Issued:  September 23, 2003

Inventors:  Hassan; EmadEldin M. (Coventry House, Apt. B2 8048 Oxford Ave., Philadelphia, PA 19111)

Appl. No.:  748803

Filed:  December 22, 2000

Abstract

This invention relates to a novel process of manufacture of nanoparticles of substantially water insoluble materials from emulsions. The emulsions have the ability to form a single liquid phase upon dilution of the external phase, instantly producing dispersible solid nanoparticles. The formed nanoparticles have average diameter of about 10 to 200 nm and are suitable for drug delivery and targeting of water insoluble therapeutic or diagnostic agents. Examples of such agents are methotrexate, progesterone, testosterone, prednisolone, and ibuprofen. Such agents can be used in a wide range of therapeutic and diagnostic treatments including treatment for cancer, hormonal therapy, and pain management.

SUMMARY OF THE INVENTION

According to one aspect, this invention provides a method of making nanoparticles of substantially insoluble water compounds and more specifically, nanoparticles of a water insoluble pharmaceutical compound (or "drug") from an emulsion in which a solution of said material forms the globules of the dispersed phase. These emulsions are readily transformed into a single uniform liquid phase, in which nanoparticles of the diagnostic or therapeutic agent are suspended, upon further dilution with the external or continuous phase. The resulting dispersed solid nanoparticles are generally less than 200 nm average diameter.

An advantageous feature of this invention is that therapeutic or diagnostic nanoparticles so produced can be utilized for intravascular injections to treat or diagnose local or systemic diseases. Another advantageous feature is that extravascular injections containing these particles can provide controlled release of the drug at the site of injection for prolonged drug effects, and minimize multiple dosing. Yet another advantage of this invention is improved drug transport across absorption barriers such as mucosal gastrointestinal barriers, nasal, pulmonary, ophthalmic, and vaginal membranes, and other distribution barriers, such as the blood--tissue and blood--tumor barriers of various organs and tissues. For example, anti-cancer nanoparticles of less than 50 nm diameter can migrate through the compromised, more permeable vascular bed to reach tumor tissues. Once the nanoparticles are inside the tumor tissue they will provide local cytotoxic action against the tumor cells. In the case of highly protected organs such as the brain, with its tight vascular bed surrounding the normal tissues, drug nanoparticles will preferentially concentrate in the tumor tissue, with minimal or no toxicity to the healthy brain tissue. A further advantage of this invention is the improved oral bioavailability of poorly absorbed drugs.

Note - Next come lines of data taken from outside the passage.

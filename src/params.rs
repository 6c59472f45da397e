//! Live-tunable parameter store.
//!
//! Parameters are named, range-bounded scalars or boolean toggles shared
//! between the frame loop and whatever edits them (the trackbar panel, a
//! preset being applied). Every bulk write happens under one write lock and
//! every [`ParamStore::snapshot`] under one read lock, so a reader never
//! observes half of a dictionary update.

use crate::{Error, Result};
use log::warn;
use serde::{Deserialize, Serialize};
use std::collections::BTreeMap;
use std::sync::{Arc, PoisonError, RwLock, RwLockReadGuard, RwLockWriteGuard};

/// A setting value as stored in presets and exchanged with the store
#[derive(Debug, Clone, PartialEq, Serialize, Deserialize)]
#[serde(untagged)]
pub enum ParamValue {
    /// Boolean toggle
    Bool(bool),
    /// Integral number
    Int(i64),
    /// Floating point number
    Float(f64),
    /// Free text (colours and similar display settings)
    Text(String),
}

impl ParamValue {
    /// Numeric view, `None` for booleans and text
    #[must_use]
    #[allow(clippy::cast_precision_loss)]
    pub fn as_f64(&self) -> Option<f64> {
        match self {
            Self::Int(v) => Some(*v as f64),
            Self::Float(v) => Some(*v),
            Self::Bool(_) | Self::Text(_) => None,
        }
    }

    /// Boolean view, `None` for anything but `Bool`
    #[must_use]
    pub const fn as_bool(&self) -> Option<bool> {
        match self {
            Self::Bool(v) => Some(*v),
            _ => None,
        }
    }

    /// Text view, `None` for anything but `Text`
    #[must_use]
    pub fn as_str(&self) -> Option<&str> {
        match self {
            Self::Text(v) => Some(v),
            _ => None,
        }
    }

    const fn type_name(&self) -> &'static str {
        match self {
            Self::Bool(_) => "bool",
            Self::Int(_) => "int",
            Self::Float(_) => "float",
            Self::Text(_) => "text",
        }
    }
}

impl From<f64> for ParamValue {
    fn from(v: f64) -> Self {
        Self::Float(v)
    }
}

impl From<i64> for ParamValue {
    fn from(v: i64) -> Self {
        Self::Int(v)
    }
}

impl From<bool> for ParamValue {
    fn from(v: bool) -> Self {
        Self::Bool(v)
    }
}

impl From<&str> for ParamValue {
    fn from(v: &str) -> Self {
        Self::Text(v.to_string())
    }
}

/// Kind of a registered parameter
#[derive(Debug, Clone, Copy, PartialEq, Eq)]
pub enum ParamKind {
    /// Continuous value
    Float,
    /// Value rounded to whole numbers
    Int,
    /// On/off toggle
    Bool,
}

/// Range metadata of a registered parameter
#[derive(Debug, Clone, Copy, PartialEq)]
pub struct ParamSpec {
    /// Parameter kind
    pub kind: ParamKind,
    /// Lower bound (0 for toggles)
    pub min: f64,
    /// Upper bound (1 for toggles)
    pub max: f64,
}

#[derive(Debug, Clone)]
enum Slot {
    Scalar { value: f64, min: f64, max: f64, is_int: bool },
    Toggle(bool),
}

impl Slot {
    fn value(&self) -> ParamValue {
        match self {
            #[allow(clippy::cast_possible_truncation)]
            Self::Scalar { value, is_int: true, .. } => ParamValue::Int(*value as i64),
            Self::Scalar { value, .. } => ParamValue::Float(*value),
            Self::Toggle(on) => ParamValue::Bool(*on),
        }
    }

    /// Write a value, returning the rejected value's type name on mismatch
    ///
    /// `Ok(Some(requested))` means the value was accepted but clamped.
    fn assign(&mut self, new: &ParamValue) -> std::result::Result<Option<f64>, &'static str> {
        match self {
            Self::Scalar { value, min, max, is_int } => {
                let v = new.as_f64().ok_or_else(|| new.type_name())?;
                if v.is_nan() {
                    return Err("NaN");
                }
                let clamped = v.clamp(*min, *max);
                *value = if *is_int { clamped.round() } else { clamped };
                Ok((clamped != v).then_some(v))
            }
            Self::Toggle(on) => {
                *on = new.as_bool().ok_or_else(|| new.type_name())?;
                Ok(None)
            }
        }
    }
}

#[derive(Debug, Default)]
struct Inner {
    slots: BTreeMap<String, Slot>,
}

/// Shared store of named live parameters
#[derive(Debug, Clone, Default)]
pub struct ParamStore {
    inner: Arc<RwLock<Inner>>,
}

impl ParamStore {
    /// Create an empty store
    #[must_use]
    pub fn new() -> Self {
        Self::default()
    }

    fn read(&self) -> RwLockReadGuard<'_, Inner> {
        self.inner.read().unwrap_or_else(PoisonError::into_inner)
    }

    fn write(&self) -> RwLockWriteGuard<'_, Inner> {
        self.inner.write().unwrap_or_else(PoisonError::into_inner)
    }

    fn insert(&self, name: &str, slot: Slot) -> Result<()> {
        let mut inner = self.write();
        if inner.slots.contains_key(name) {
            return Err(Error::ParamError(format!(
                "Already created parameter named '{name}', name duplication not allowed"
            )));
        }
        inner.slots.insert(name.to_string(), slot);
        Ok(())
    }

    /// Register a floating point parameter bounded to `[min, max]`
    ///
    /// # Errors
    ///
    /// Returns an error if a parameter with the same name already exists
    pub fn scalar(&self, name: &str, default: f64, min: f64, max: f64) -> Result<ScalarHandle> {
        self.register_scalar(name, default, min, max, false)
    }

    /// Register an integer parameter bounded to `[min, max]`
    ///
    /// # Errors
    ///
    /// Returns an error if a parameter with the same name already exists
    #[allow(clippy::cast_precision_loss)]
    pub fn scalar_int(&self, name: &str, default: i64, min: i64, max: i64) -> Result<ScalarHandle> {
        self.register_scalar(name, default as f64, min as f64, max as f64, true)
    }

    fn register_scalar(&self, name: &str, default: f64, min: f64, max: f64, is_int: bool) -> Result<ScalarHandle> {
        let (min, max) = if min <= max { (min, max) } else { (max, min) };
        let value = if default.is_nan() { min } else { default.clamp(min, max) };
        let value = if is_int { value.round() } else { value };
        self.insert(name, Slot::Scalar { value, min, max, is_int })?;
        Ok(ScalarHandle {
            store: self.clone(),
            name: name.to_string(),
        })
    }

    /// Register a boolean toggle
    ///
    /// # Errors
    ///
    /// Returns an error if a parameter with the same name already exists
    pub fn toggle(&self, name: &str, default: bool) -> Result<ToggleHandle> {
        self.insert(name, Slot::Toggle(default))?;
        Ok(ToggleHandle {
            store: self.clone(),
            name: name.to_string(),
        })
    }

    /// Current value of a parameter, warning when it does not exist
    #[must_use]
    pub fn get_param(&self, name: &str) -> Option<ParamValue> {
        let value = self.read().slots.get(name).map(Slot::value);
        if value.is_none() {
            warn!("Parameter named '{name}' not found");
        }
        value
    }

    /// Set one parameter, returning whether the value was accepted
    pub fn set_param(&self, name: &str, value: &ParamValue) -> bool {
        let mut inner = self.write();
        Self::assign_logged(&mut inner, name, value)
    }

    fn assign_logged(inner: &mut Inner, name: &str, value: &ParamValue) -> bool {
        let Some(slot) = inner.slots.get_mut(name) else {
            warn!("Parameter named '{name}' not found, skipped");
            return false;
        };
        match slot.assign(value) {
            Ok(None) => true,
            Ok(Some(requested)) => {
                warn!(
                    "Value {requested} for parameter '{name}' is out of range, clamped to {:?}",
                    slot.value()
                );
                true
            }
            Err(type_name) => {
                warn!("Value of type '{type_name}' is not acceptable for parameter '{name}', skipped");
                false
            }
        }
    }

    /// The value the store would hold after accepting `value` for `name`
    ///
    /// `None` when the name is unknown or the value would be rejected.
    /// The store itself is left unchanged.
    #[must_use]
    pub fn normalized(&self, name: &str, value: &ParamValue) -> Option<ParamValue> {
        let mut slot = self.read().slots.get(name)?.clone();
        slot.assign(value).ok()?;
        Some(slot.value())
    }

    /// All parameters and their current values
    #[must_use]
    pub fn dump_to_dict(&self) -> BTreeMap<String, ParamValue> {
        self.read()
            .slots
            .iter()
            .map(|(name, slot)| (name.clone(), slot.value()))
            .collect()
    }

    /// Apply a dictionary of values in one atomic write
    ///
    /// Unknown names and wrong-typed values are skipped with a warning.
    /// Returns the number of values applied.
    pub fn load_from_dict(&self, values: &BTreeMap<String, ParamValue>) -> usize {
        let mut inner = self.write();
        values
            .iter()
            .filter(|&(name, value)| Self::assign_logged(&mut inner, name, value))
            .count()
    }

    /// Consistent copy of every parameter
    #[must_use]
    pub fn snapshot(&self) -> ParamSnapshot {
        ParamSnapshot {
            values: self.dump_to_dict(),
        }
    }

    /// Registered parameter names in sorted order
    #[must_use]
    pub fn names(&self) -> Vec<String> {
        self.read().slots.keys().cloned().collect()
    }

    /// Range metadata of a parameter
    #[must_use]
    pub fn spec(&self, name: &str) -> Option<ParamSpec> {
        self.read().slots.get(name).map(|slot| match slot {
            Slot::Scalar { min, max, is_int, .. } => ParamSpec {
                kind: if *is_int { ParamKind::Int } else { ParamKind::Float },
                min: *min,
                max: *max,
            },
            Slot::Toggle(_) => ParamSpec {
                kind: ParamKind::Bool,
                min: 0.0,
                max: 1.0,
            },
        })
    }
}

/// Point-in-time copy of the store taken under a single lock
#[derive(Debug, Clone, Default, PartialEq)]
pub struct ParamSnapshot {
    values: BTreeMap<String, ParamValue>,
}

impl ParamSnapshot {
    /// Numeric value of a parameter
    #[must_use]
    pub fn get_f64(&self, name: &str) -> Option<f64> {
        self.values.get(name).and_then(ParamValue::as_f64)
    }

    /// Numeric value or a fallback when missing
    #[must_use]
    pub fn f64_or(&self, name: &str, fallback: f64) -> f64 {
        self.get_f64(name).unwrap_or(fallback)
    }
}

/// Handle to a registered scalar parameter
#[derive(Debug, Clone)]
pub struct ScalarHandle {
    store: ParamStore,
    name: String,
}

impl ScalarHandle {
    /// Parameter name
    #[must_use]
    pub fn name(&self) -> &str {
        &self.name
    }

    /// Current value
    #[must_use]
    pub fn get(&self) -> f64 {
        self.store
            .read()
            .slots
            .get(&self.name)
            .and_then(|slot| slot.value().as_f64())
            .unwrap_or_default()
    }

    /// Set the value, clamped to the registered range
    pub fn set(&self, value: f64) {
        self.store.set_param(&self.name, &ParamValue::Float(value));
    }
}

/// Handle to a registered toggle
#[derive(Debug, Clone)]
pub struct ToggleHandle {
    store: ParamStore,
    name: String,
}

impl ToggleHandle {
    /// Parameter name
    #[must_use]
    pub fn name(&self) -> &str {
        &self.name
    }

    /// Current state
    #[must_use]
    pub fn get(&self) -> bool {
        self.store
            .read()
            .slots
            .get(&self.name)
            .and_then(|slot| slot.value().as_bool())
            .unwrap_or_default()
    }

    /// Switch the toggle
    pub fn set(&self, on: bool) {
        self.store.set_param(&self.name, &ParamValue::Bool(on));
    }
}

#[cfg(test)]
mod tests {
    use super::*;

    #[test]
    fn test_scalar_clamps_to_range() {
        let store = ParamStore::new();
        let h = store.scalar("gain", 0.5, 0.0, 1.0).unwrap();
        h.set(3.0);
        assert_eq!(h.get(), 1.0);
        h.set(-3.0);
        assert_eq!(h.get(), 0.0);
    }

    #[test]
    fn test_clamped_write_is_still_accepted() {
        let store = ParamStore::new();
        store.scalar("gain", 0.5, 0.0, 1.0).unwrap();
        assert!(store.set_param("gain", &ParamValue::Float(4.0)));
        assert_eq!(store.get_param("gain"), Some(ParamValue::Float(1.0)));
    }

    #[test]
    fn test_normalized_leaves_store_untouched() {
        let store = ParamStore::new();
        store.scalar("gain", 0.5, 0.0, 1.0).unwrap();
        store.scalar_int("radius", 5, -1, 50).unwrap();
        assert_eq!(store.normalized("gain", &ParamValue::Float(2.0)), Some(ParamValue::Float(1.0)));
        assert_eq!(store.normalized("radius", &ParamValue::Float(7.4)), Some(ParamValue::Int(7)));
        assert_eq!(store.normalized("gain", &ParamValue::Bool(true)), None);
        assert_eq!(store.normalized("missing", &ParamValue::Float(1.0)), None);
        assert_eq!(store.get_param("gain"), Some(ParamValue::Float(0.5)));
    }

    #[test]
    fn test_scalar_int_rounds() {
        let store = ParamStore::new();
        let h = store.scalar_int("radius", 5, -1, 50).unwrap();
        h.set(7.6);
        assert_eq!(h.get(), 8.0);
        assert_eq!(store.get_param("radius"), Some(ParamValue::Int(8)));
    }

    #[test]
    fn test_duplicate_name_rejected() {
        let store = ParamStore::new();
        store.scalar("a", 0.0, 0.0, 1.0).unwrap();
        assert!(store.toggle("a", true).is_err());
    }

    #[test]
    fn test_nan_is_ignored() {
        let store = ParamStore::new();
        let h = store.scalar("a", 0.25, 0.0, 1.0).unwrap();
        h.set(f64::NAN);
        assert_eq!(h.get(), 0.25);
    }

    #[test]
    fn test_swapped_range_normalised() {
        let store = ParamStore::new();
        store.scalar("a", 5.0, 10.0, 0.0).unwrap();
        let spec = store.spec("a").unwrap();
        assert_eq!((spec.min, spec.max), (0.0, 10.0));
    }
}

DETAILED DESCRIPTION OF THE INVENTION AND PREFERRED EMBODIMENTS

The formation of oil-in-water or water-in-oil emulsions is a well-known process. Emulsions suitable for generating nanoparticles of therapeutic or diagnostic agent in accordance with this invention comprise a dispersed or internal phase in which the agent is totally soluble, an appropriate emulsifier, e.g., a surfactant, and a continuous or external phase with limited solubilizing affinity to the dispersed phase.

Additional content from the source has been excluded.